NAJGA NEWS
News and Information About Japanese GardensNAJGA 2019 Midwest Regional at Anderson Japanese Gardens
Unlike many of the attendees at the NAJGA Midwest Regional Meeting at the Anderson Gardens in Rockford, IL this last August, my husband and I are not professional gardeners—indeed, barely gardeners at all. But we are deeply appreciative of the principles and aesthetics behind the design, construction, and maintenance of Japanese gardens, and see these practices as metaphors for how best to approach the stress and challenges of one’s day-to-day life.
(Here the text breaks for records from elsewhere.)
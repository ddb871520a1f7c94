//! Manifest info - a serializable summary of what a graph builds.
//!
//! For every product and target of a resolved graph, the summary records the
//! owning package and the build-system target name under each build
//! configuration. Items that cannot be attributed to a package, and products
//! the build executor has no name for, are left out.

use std::collections::BTreeMap;

use serde::{Deserialize, Serialize};

use crate::builder::{BuildConfiguration, LlbuildNaming, NamingError, ProductNaming, TargetNaming};
use crate::core::{PackageIdentity, ProductType, ResolvedPackage, ResolvedProduct, ResolvedTarget};
use crate::graph::PackageGraph;

/// Build-system target name under each build configuration.
pub type BuildNameByConfig = BTreeMap<BuildConfiguration, String>;

/// The package an item belongs to.
#[derive(Debug, Clone, PartialEq, Eq, Serialize, Deserialize)]
pub struct PackageRef {
    pub identity: PackageIdentity,
}

impl From<&ResolvedPackage> for PackageRef {
    fn from(package: &ResolvedPackage) -> Self {
        PackageRef {
            identity: package.identity().clone(),
        }
    }
}

/// Summary of one product.
#[derive(Debug, Clone, PartialEq, Eq, Serialize, Deserialize)]
pub struct ProductInfo {
    pub package: PackageRef,
    pub name: String,
    #[serde(rename = "type")]
    pub product_type: ProductType,
    #[serde(rename = "LLBuildTargetNameByConfig")]
    pub build_names: BuildNameByConfig,
}

/// Summary of one target.
#[derive(Debug, Clone, PartialEq, Eq, Serialize, Deserialize)]
pub struct TargetInfo {
    pub package: PackageRef,
    pub name: String,
    #[serde(rename = "LLBuildTargetNameByConfig")]
    pub build_names: BuildNameByConfig,
}

/// The products and targets of a graph, in graph iteration order.
#[derive(Debug, Clone, Default, PartialEq, Eq, Serialize, Deserialize)]
pub struct ManifestInfo {
    pub products: Vec<ProductInfo>,
    pub targets: Vec<TargetInfo>,
}

impl ManifestInfo {
    /// Summarize a graph using the llbuild naming scheme.
    pub fn from_graph(graph: &PackageGraph) -> Self {
        Self::from_graph_with(graph, &LlbuildNaming)
    }

    /// Summarize a graph using the given naming scheme.
    ///
    /// Never fails: products and targets that cannot be summarized are
    /// dropped. A naming scheme that panics for a target aborts the call.
    pub fn from_graph_with<N>(graph: &PackageGraph, naming: &N) -> Self
    where
        N: TargetNaming + ProductNaming + ?Sized,
    {
        let products: Vec<ProductInfo> = graph
            .all_products()
            .filter_map(|(_, product)| project_product(graph, product, naming))
            .collect();

        let targets: Vec<TargetInfo> = graph
            .all_targets()
            .filter_map(|(id, target)| {
                let Some(package) = graph.package_for(id) else {
                    tracing::debug!(name = target.name(), "skipping target without owning package");
                    return None;
                };
                Some(project_target(package, target, naming))
            })
            .collect();

        tracing::debug!(
            products = products.len(),
            targets = targets.len(),
            "projected manifest info"
        );

        ManifestInfo { products, targets }
    }

    /// Check if nothing survived projection.
    pub fn is_empty(&self) -> bool {
        self.products.is_empty() && self.targets.is_empty()
    }
}

fn project_product<N>(
    graph: &PackageGraph,
    product: &ResolvedProduct,
    naming: &N,
) -> Option<ProductInfo>
where
    N: ProductNaming + ?Sized,
{
    if !product.product_type().has_build_target() {
        tracing::debug!(
            product = product.name(),
            kind = %product.product_type(),
            "skipping product without build-system target"
        );
        return None;
    }

    let Some(package) = product.first_target().and_then(|t| graph.package_for(t)) else {
        tracing::debug!(product = product.name(), "skipping product without owning package");
        return None;
    };

    match product_build_names(product, naming) {
        Ok(build_names) => Some(ProductInfo {
            package: package.into(),
            name: product.name().to_string(),
            product_type: product.product_type(),
            build_names,
        }),
        Err(e) => {
            tracing::debug!(product = product.name(), error = %e, "skipping unnamed product");
            None
        }
    }
}

fn project_target<N>(package: &ResolvedPackage, target: &ResolvedTarget, naming: &N) -> TargetInfo
where
    N: TargetNaming + ?Sized,
{
    TargetInfo {
        package: package.into(),
        name: target.name().to_string(),
        build_names: target_build_names(target, naming),
    }
}

/// Name a product under every build configuration; any failure fails all.
pub fn product_build_names<N>(
    product: &ResolvedProduct,
    naming: &N,
) -> Result<BuildNameByConfig, NamingError>
where
    N: ProductNaming + ?Sized,
{
    BuildConfiguration::all()
        .map(|config| {
            naming
                .product_build_name(product, config)
                .map(|name| (config, name))
        })
        .collect()
}

/// Name a target under every build configuration.
pub fn target_build_names<N>(target: &ResolvedTarget, naming: &N) -> BuildNameByConfig
where
    N: TargetNaming + ?Sized,
{
    BuildConfiguration::all()
        .map(|config| (config, naming.target_build_name(target, config)))
        .collect()
}
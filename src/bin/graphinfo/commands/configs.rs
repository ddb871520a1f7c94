//! `graphinfo configs` command

use anyhow::{Context, Result};

use crate::cli::ConfigsArgs;
use graphinfo::BuildConfiguration;

pub fn execute(args: ConfigsArgs) -> Result<()> {
    if args.json {
        let configs: Vec<_> = BuildConfiguration::all().collect();
        let json = serde_json::to_string(&configs).context("failed to serialize configurations")?;
        println!("{}", json);
    } else {
        for config in BuildConfiguration::all() {
            println!("{}", config);
        }
    }

    Ok(())
}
This is perhaps why we found Kokoro and the Gardener: Health for Spirit, Body, and Community to be such a profound and captivating few days. Beautifully planned and gratifyingly well executed (even the weather cooperated…mostly), the conference schedule alternated between a traditional lecture format and experiential “breaks” that included walks through the garden, and not one but two graceful and illuminating tea ceremonies (chadō) with Professor Kimiko Gunji (who also took us through “Kokoro Reflection,” an engaging calligraphy-practice [shodō] session that encouraged attendees finally to produce amazingly accomplished-looking inked characters on gold-edged boards). We also loosened up, exercising our minds and our bodies—consistent with the conference’s thesis that “a healthy garden begins with a gardener’s good health” in both body and spirit—in three separate Tai Chi/Qi Gong sessions in an outdoor pavilion at the Gardens led by Sensei Craig Westlake, the gifted teacher in residence. (He is also an accomplished photographer; catch him and the gardens on Instagram [rockfordtraditionalmartialarts].)
Kokoro was a new concept to some of us, but it informed each lecture and experience as the speakers were careful to tie their presentations back to the theme, encouraging us to think about how Kokoro can be cultivated, and the role of the garden as a primary path to realizing it. Kokoro is an elusive concept—impossible to do justice to in a few words (how Japanese!)—but is defined as “the source of knowledge, feeling, will power, desire, motivation, drive, and strength of character. Kokoro represents spiritual power and indicates the essence and value of an object or person…the non-physical aspect of one’s identity, essence, and inner being—in other words, exactly the integration of mind, heart, and spirit with the locus genii of the garden that the invitation to the conference promised. We came to understand that cultivating Kokoro means opening ourselves to a richer relationship with those around us, and with the spaces we inhabit—all with the goal of advancing spiritual growth and enhancing our ability to contribute to a better world.
And of course all this took place in—and in the context of—an exceptional “space,” the Anderson Japanese Gardens. Who would have guessed that less than 100 miles northwest of Chicago, in the once-thriving City of Rockford, is one of the most exquisite and meticulously designed and cared-for Japanese gardens in the country! Tim Gruner, Garden Curator and Head of Horticulture (and a student of chadō, who helped us understand its relationship to garden design) stewards a twelve-acre landscape of gardens, paths, and water features that is most certainly vaut le détour (as the Michelin Guide would say)… but how much more exceptional the experience of having him and his remarkable staff lead us through it, and let us in on the process of carrying on and extending the vision of John Anderson, a Rockford businessman, and his family, who began to build the gardens in their “swampy backyard along Rockford’s Spring Creek” with the guidance of Master Craftsman Hoichi Kurisu in 1978.
Other speakers talked about a range of topics—from “Japanese Gardens as Therapeutic Spaces” (Professor Ken Brown) to “…Guiding Guests in Garden Etiquette” (John Powell) to some of the challenges of architectural restoration (David Sipos of Minka Woodwork). There were also two practica: one during the conference in which Ben Chu focused on the safety issues encountered in the course of pruning, and one post-conference (which we did not attend, but managed to visit briefly): the day-long Sekitei rock-setting workshop, meticulously conceived and managed by John Powell, we had the privilege of having a small taste of.
Finally (but first on the program, the night before the formal conference opening) was the important expectation-setting discussion of the art of the Japanese garden by Douglas Dawson, artist and collector, who made the case for “the garden as the ultimate art form as it integrates all those criteria by which art is judged.”
If you did not have the opportunity to attend this outstanding conference (we thought it the best of the handful of NAJGA conferences we have attended), by all means make your way to Rockford to experience the Gardens yourself; they are worth at least a full day’s visit. (And as a side note—and extra incentive—for Frank Lloyd Wright fans: Rockford also boasts the not-to-be-missed small gem of a house he designed for Kenneth and Phyllis Laurent in 1949, the only building that he created specifically for a client with a physical disability.) In the end, the conference was all it could have been, and more…and for three days, we all “lived” Kokoro, and came away enriched and enlightened.